The party conference drew public protests, with left-wing demonstrators who tried to disrupt proceedings in the south-western city scuffling with police. Senior leaders of both the CDU and SPD criticized the AfD’s stance, describing it backward and driven by fear.
Earlier during the weekend event, AfD co-chairman Jörg Meuthen said that while religious freedom was an essential part of German culture, the Western, Christian world view was the guiding principle, not Islam, Deutsche Welle reported.
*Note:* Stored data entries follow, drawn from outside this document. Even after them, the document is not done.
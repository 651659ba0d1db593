//! In-process history mining via git2.
//!
//! Produces the same rows as `git log --all -M -C --numstat` without
//! requiring a `git` binary: every commit reachable from any ref is diffed
//! against its first parent with rename and copy detection on.

use std::path::Path;

use git2::{Diff, DiffFindOptions, DiffOptions, Patch, Repository, Sort};
use turbulence_core::{Result, TurbulenceError};

use crate::history::{HistorySource, NumstatRow};

/// History source backed by libgit2.
///
/// Merge commits contribute no rows, as with `git log --numstat`. Binary
/// files produce rows with zero counts. Renamed files are reported under
/// their new path.
///
/// # Examples
///
/// ```no_run
/// use std::path::Path;
/// use turbulence_churn::history::HistorySource;
/// use turbulence_churn::mining::Git2History;
///
/// let rows = Git2History.numstat(Path::new(".")).unwrap();
/// for row in rows.iter().take(5) {
///     println!("{}\t{}\t{}", row.added, row.deleted, row.path);
/// }
/// ```
#[derive(Debug, Clone, Copy, Default)]
pub struct Git2History;

impl HistorySource for Git2History {
    fn name(&self) -> &'static str {
        "libgit2"
    }

    fn numstat(&self, root: &Path) -> Result<Vec<NumstatRow>> {
        let repo = Repository::discover(root)
            .map_err(|e| TurbulenceError::Git(format!("failed to open repository: {e}")))?;

        let mut revwalk = repo
            .revwalk()
            .map_err(|e| TurbulenceError::Git(format!("failed to create revwalk: {e}")))?;

        revwalk.set_sorting(Sort::TIME).ok();

        // Equivalent of --all: every ref, plus a possibly detached HEAD
        revwalk
            .push_glob("*")
            .map_err(|e| TurbulenceError::Git(format!("failed to push refs: {e}")))?;
        if repo.head().is_ok() {
            revwalk
                .push_head()
                .map_err(|e| TurbulenceError::Git(format!("failed to push HEAD: {e}")))?;
        }

        let mut rows = Vec::new();
        for oid_result in revwalk {
            let oid = oid_result.map_err(|e| TurbulenceError::Git(format!("revwalk error: {e}")))?;

            let commit = repo
                .find_commit(oid)
                .map_err(|e| TurbulenceError::Git(format!("failed to find commit: {e}")))?;

            if commit.parent_count() > 1 {
                continue;
            }

            let diff = diff_against_parent(&repo, &commit)?;
            rows.extend(numstat_rows(&diff)?);
        }

        Ok(rows)
    }
}

fn diff_against_parent<'r>(
    repo: &'r Repository,
    commit: &git2::Commit,
) -> Result<Diff<'r>> {
    let commit_tree = commit
        .tree()
        .map_err(|e| TurbulenceError::Git(format!("failed to get commit tree: {e}")))?;

    let parent_tree = if commit.parent_count() > 0 {
        let parent = commit
            .parent(0)
            .map_err(|e| TurbulenceError::Git(format!("failed to get parent: {e}")))?;
        Some(
            parent
                .tree()
                .map_err(|e| TurbulenceError::Git(format!("failed to get parent tree: {e}")))?,
        )
    } else {
        None
    };

    let mut diff_opts = DiffOptions::new();
    let mut diff = repo
        .diff_tree_to_tree(
            parent_tree.as_ref(),
            Some(&commit_tree),
            Some(&mut diff_opts),
        )
        .map_err(|e| TurbulenceError::Git(format!("failed to compute diff: {e}")))?;

    let mut find_opts = DiffFindOptions::new();
    find_opts.renames(true).copies(true);
    diff.find_similar(Some(&mut find_opts))
        .map_err(|e| TurbulenceError::Git(format!("failed to find renames: {e}")))?;

    Ok(diff)
}

fn numstat_rows(diff: &Diff<'_>) -> Result<Vec<NumstatRow>> {
    let mut rows = Vec::with_capacity(diff.deltas().len());

    for (idx, delta) in diff.deltas().enumerate() {
        let Some(path) = delta.new_file().path().or_else(|| delta.old_file().path()) else {
            continue;
        };
        let path = path.to_string_lossy().replace('\\', "/");

        let (added, deleted) = match Patch::from_diff(diff, idx)
            .map_err(|e| TurbulenceError::Git(format!("failed to build patch: {e}")))?
        {
            Some(patch) => {
                let (_, added, deleted) = patch
                    .line_stats()
                    .map_err(|e| TurbulenceError::Git(format!("failed to count lines: {e}")))?;
                (added as u64, deleted as u64)
            }
            None => (0, 0),
        };

        rows.push(NumstatRow {
            added,
            deleted,
            path,
        });
    }

    Ok(rows)
}

#[cfg(test)]
mod tests {
    use super::*;
    use crate::test_support::TestRepo;

    #[test]
    fn rows_are_newest_first_with_line_counts() {
        let repo = TestRepo::new();
        repo.commit("lib/a.rb", "a\nb\nc\n", 1_000);
        repo.commit("lib/a.rb", "a\nB\nc\n", 2_000);
        repo.commit("lib/a.rb", "a\nB\nc\nd\ne\nf\ng\n", 3_000);

        let rows = Git2History.numstat(repo.path()).unwrap();
        let counts: Vec<u64> = rows
            .iter()
            .filter(|r| r.path == "lib/a.rb")
            .map(NumstatRow::lines_changed)
            .collect();
        assert_eq!(counts, vec![4, 2, 3]);
    }

    #[test]
    fn deleted_file_is_reported_under_old_path() {
        let repo = TestRepo::new();
        repo.commit("lib/gone.rb", "x\ny\n", 1_000);
        repo.remove("lib/gone.rb", 2_000);

        let rows = Git2History.numstat(repo.path()).unwrap();
        assert_eq!(rows.len(), 2);
        assert_eq!(rows[0].path, "lib/gone.rb");
        assert_eq!((rows[0].added, rows[0].deleted), (0, 2));
    }

    #[test]
    fn binary_content_counts_zero_lines() {
        let repo = TestRepo::new();
        repo.commit_bytes("lib/blob.rb", b"\x00\x01\x02binary\x00", 1_000);

        let rows = Git2History.numstat(repo.path()).unwrap();
        let total: u64 = rows
            .iter()
            .filter(|r| r.path == "lib/blob.rb")
            .map(NumstatRow::lines_changed)
            .sum();
        assert_eq!(total, 0);
    }

    #[test]
    fn empty_repository_has_no_rows() {
        let repo = TestRepo::new();
        let rows = Git2History.numstat(repo.path()).unwrap();
        assert!(rows.is_empty());
    }

    #[test]
    fn non_repository_is_a_git_error() {
        let dir = tempfile::tempdir().unwrap();
        let err = Git2History.numstat(dir.path()).unwrap_err();
        assert!(matches!(err, TurbulenceError::Git(_)));
    }
}
use std::cell::RefCell;
use std::io::IsTerminal;
use std::io::Write;
use std::path::{Path, PathBuf};
use std::time::Duration;

use clap::{CommandFactory, Parser, Subcommand, ValueEnum};
use indicatif::{ProgressBar, ProgressStyle};
use miette::{IntoDiagnostic, Result, WrapErr};

use turbulence_core::{OutputFormat, Phase, ProgressReporter, TurbulenceConfig};
use turbulence_engine::{analyzer_for, history_source_for, render, Turbulence};

const CONFIG_FILE: &str = ".turbulence.toml";

#[derive(Parser)]
#[command(
    name = "turbulence",
    version,
    about = "Churn vs. complexity for Ruby projects",
    long_about = "Turbulence finds the files that change most and are hardest to change.\n\n\
                   For every Ruby file under app/models, app/controllers, app/helpers and lib\n\
                   it measures churn (lines added + deleted across git history) and complexity\n\
                   (the flog score), and reports both side by side.\n\n\
                   Examples:\n  \
                     turbulence report                  Rank files in the current project\n  \
                     turbulence report --path ../shop   Rank files in another project\n  \
                     turbulence --format json report    Emit the metrics map as JSON\n  \
                     turbulence --format plot report -o cc.json  Write scatter-plot series\n  \
                     turbulence init                    Create a .turbulence.toml"
)]
struct Cli {
    #[command(subcommand)]
    command: Option<Command>,

    /// Path to configuration file (default: <project>/.turbulence.toml)
    #[arg(long, global = true)]
    config: Option<PathBuf>,

    /// Output format
    #[arg(
        long,
        global = true,
        default_value = "text",
        long_help = "Output format for the report.\n\n\
                       Formats:\n  \
                         text      Ranked table (default)\n  \
                         json      {path: {churn, complexity}} map\n  \
                         markdown  GitHub-flavored Markdown table\n  \
                         plot      Scatter-plot series grouped by directory, as JSON"
    )]
    format: OutputFormat,

    /// Enable verbose output
    #[arg(long, short, global = true)]
    verbose: bool,

    /// When to use colors
    #[arg(long, global = true, default_value = "auto")]
    color: ColorChoice,
}

#[derive(Subcommand)]
enum Command {
    /// Compute churn and complexity for every source file
    #[command(long_about = "Compute churn and complexity for every source file.\n\n\
        Reads the full git history (all branches, renames and copies detected) and runs\n\
        the complexity analyzer once per file. Files the analyzer cannot parse are\n\
        reported and skipped; any other failure stops the run.\n\n\
        Examples:\n  turbulence report --path .\n  turbulence report --limit 20\n  turbulence --format json report --output metrics.json")]
    Report {
        /// Project root (default: current directory)
        #[arg(long, default_value = ".")]
        path: PathBuf,

        /// Write the report to a file instead of stdout
        #[arg(long, short)]
        output: Option<PathBuf>,

        /// Maximum rows in text and markdown tables
        #[arg(long)]
        limit: Option<usize>,
    },
    /// Create a default .turbulence.toml configuration file
    #[command(long_about = "Create a default .turbulence.toml configuration file.\n\n\
        Generates a commented-out template with all available options.\n\
        Fails if .turbulence.toml already exists.")]
    Init {
        /// Project root (default: current directory)
        #[arg(long, default_value = ".")]
        path: PathBuf,
    },
    /// Generate shell completion scripts
    #[command(hide = true)]
    Completions {
        /// Shell to generate completions for
        #[arg(value_enum)]
        shell: clap_complete::Shell,
    },
}

#[derive(Clone, PartialEq, Eq, ValueEnum)]
enum ColorChoice {
    /// Auto-detect based on terminal
    Auto,
    /// Always use colors
    Always,
    /// Never use colors
    Never,
}

const DEFAULT_CONFIG: &str = r#"# Turbulence Configuration
# Measured files: app/models, app/controllers, app/helpers and lib (**/*.rb)

[history]
# "git-cli" runs `git log --all -M -C --numstat`; "libgit2" reads the repository in-process
# backend = "git-cli"
# git = "git"

[complexity]
# Run once per file as: <command> [args...] <file>
# command = "flog"
# args = []
"#;

fn print_welcome(use_color: bool) {
    let version = env!("CARGO_PKG_VERSION");

    if use_color {
        println!("\x1b[1mturbulence\x1b[0m v{version}: churn vs. complexity for Ruby projects\n");

        println!("Quick start:");
        println!("  \x1b[36mturbulence report\x1b[0m          Rank files by churn x complexity");
        println!("  \x1b[36mturbulence init\x1b[0m            Create a .turbulence.toml config file\n");
    } else {
        println!("turbulence v{version}: churn vs. complexity for Ruby projects\n");

        println!("Quick start:");
        println!("  turbulence report          Rank files by churn x complexity");
        println!("  turbulence init            Create a .turbulence.toml config file\n");
    }

    println!("Run 'turbulence <command> --help' for details.");
}

fn load_config(explicit: Option<&Path>, project: &Path) -> Result<TurbulenceConfig> {
    match explicit {
        Some(path) => TurbulenceConfig::from_file(path)
            .wrap_err(format!("loading {}", path.display())),
        None => {
            let default_path = project.join(CONFIG_FILE);
            if default_path.exists() {
                TurbulenceConfig::from_file(&default_path)
                    .wrap_err(format!("loading {}", default_path.display()))
            } else {
                Ok(TurbulenceConfig::default())
            }
        }
    }
}

/// Progress on stderr: a bar on terminals, otherwise one dot per file.
enum CliProgress {
    Bar(RefCell<Option<ProgressBar>>),
    Dots,
}

impl CliProgress {
    fn new() -> Self {
        if std::io::stderr().is_terminal() {
            CliProgress::Bar(RefCell::new(None))
        } else {
            CliProgress::Dots
        }
    }
}

impl ProgressReporter for CliProgress {
    fn begin(&self, phase: Phase, total: usize) {
        if let CliProgress::Bar(slot) = self {
            let pb = ProgressBar::new(total as u64);
            pb.set_style(
                ProgressStyle::with_template(
                    "{spinner:.cyan} {msg:<10} [{bar:30.cyan/blue}] {pos}/{len} ({elapsed})",
                )
                .unwrap_or_else(|_| ProgressStyle::default_bar()),
            );
            pb.set_message(phase.to_string());
            pb.enable_steady_tick(Duration::from_millis(120));
            *slot.borrow_mut() = Some(pb);
        }
    }

    fn advance(&self) {
        match self {
            CliProgress::Bar(slot) => {
                if let Some(pb) = slot.borrow().as_ref() {
                    pb.inc(1);
                }
            }
            CliProgress::Dots => {
                eprint!(".");
                let _ = std::io::stderr().flush();
            }
        }
    }

    fn skipped(&self, path: &str, reason: &str) {
        let line = format!("Error analyzing {path}: {reason}");
        match self {
            CliProgress::Bar(slot) => match slot.borrow().as_ref() {
                Some(pb) => pb.println(line),
                None => eprintln!("{line}"),
            },
            CliProgress::Dots => eprintln!("\n{line}"),
        }
    }

    fn finish(&self, _phase: Phase) {
        match self {
            CliProgress::Bar(slot) => {
                if let Some(pb) = slot.borrow_mut().take() {
                    pb.finish_and_clear();
                }
            }
            CliProgress::Dots => eprintln!(),
        }
    }
}

fn run_report(
    cli: &Cli,
    path: &Path,
    output: Option<&Path>,
    limit: Option<usize>,
) -> Result<()> {
    if !path.is_dir() {
        miette::bail!(miette::miette!(
            help = "Pass --path pointing at the root of a Ruby project",
            "Not a directory: {}",
            path.display()
        ));
    }

    let config = load_config(cli.config.as_deref(), path)?;
    let history = history_source_for(&config.history);
    let analyzer = analyzer_for(&config.complexity);

    if cli.verbose {
        eprintln!("format: {}", cli.format);
        eprintln!("history backend: {}", history.name());
        eprintln!("complexity analyzer: {}", analyzer.name());
    }

    let progress = CliProgress::new();
    let run = Turbulence::compute(path, history.as_ref(), analyzer.as_ref(), &progress)?;
    let metrics = run.metrics();

    if cli.verbose {
        eprintln!(
            "{} source files, {} with churn, {} with complexity, {} skipped",
            run.source_files().len(),
            metrics.churn_count(),
            metrics.complexity_count(),
            run.skipped().len(),
        );
    }

    let rendered = render(metrics, cli.format, limit)?;
    match output {
        Some(out) => {
            std::fs::write(out, rendered)
                .into_diagnostic()
                .wrap_err(format!("writing {}", out.display()))?;
            eprintln!("Wrote {} ({} files)", out.display(), metrics.len());
        }
        None => print!("{rendered}"),
    }

    Ok(())
}

fn main() -> Result<()> {
    miette::set_hook(Box::new(|_| {
        Box::new(
            miette::MietteHandlerOpts::new()
                .terminal_links(true)
                .build(),
        )
    }))
    .expect("miette handler");
    human_panic::setup_panic!();

    let cli = Cli::parse();

    let use_color = match cli.color {
        ColorChoice::Always => true,
        ColorChoice::Never => false,
        ColorChoice::Auto => std::io::stdout().is_terminal() && std::env::var("NO_COLOR").is_err(),
    };

    match &cli.command {
        None => {
            print_welcome(use_color);
        }
        Some(Command::Report {
            path,
            output,
            limit,
        }) => {
            run_report(&cli, path, output.as_deref(), *limit)?;
        }
        Some(Command::Init { path }) => {
            let config_path = path.join(CONFIG_FILE);
            if config_path.exists() {
                miette::bail!("{} already exists", config_path.display());
            }
            std::fs::write(&config_path, DEFAULT_CONFIG).into_diagnostic()?;
            println!("Created {} with default configuration", config_path.display());
        }
        Some(Command::Completions { shell }) => {
            let mut cmd = Cli::command();
            clap_complete::generate(*shell, &mut cmd, "turbulence", &mut std::io::stdout());
        }
    }

    Ok(())
}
Meuthen defended the manifesto, saying it represented “healthy patriotism.”
Other elements of the adopted platform included calls for Germany to leave the eurozone, restrictions on immigration, and an expression of support for the “traditional family” model.
Aiman Mazyek, chairman of the Central Council of Muslims in Germany, said Monday the AfD program was characterized by “demagoguery and populism.”
Such an “Islamophobic” program does not solve Germany’s problems, but merely divides the country, he told the Neue Osnabrücker Zeitung paper.
In an interview with the public broadcaster NDR, Mazyek compared the AfD’s program to Nazi policies.
Meanwhile in France, IFOP opinion department director Jérôme Fourquet was quoted as telling Le Figaro that although the Paris terror attacks contributed to the deterioration of Islam’s image in that country, the trend was already underway before then.
“What we’re seeing is more of a growing resistance within French society to Islam,” he said. “It was already the case among voters for the [far-right] National Front and part of the right, but it has now expanded to the Socialist Party.”
Last month French Prime Minister Manuel Valls – a Socialist – voiced support for the existing headscarf ban to be extended from public schools and government institutions to cover universities, a stance that drew strong protests, including from some members of his own party.
Apart from the headscarf ban, since 2010 it has been illegal in France, which prides itself on strong secular traditions, to wear any full face-covering clothing in public.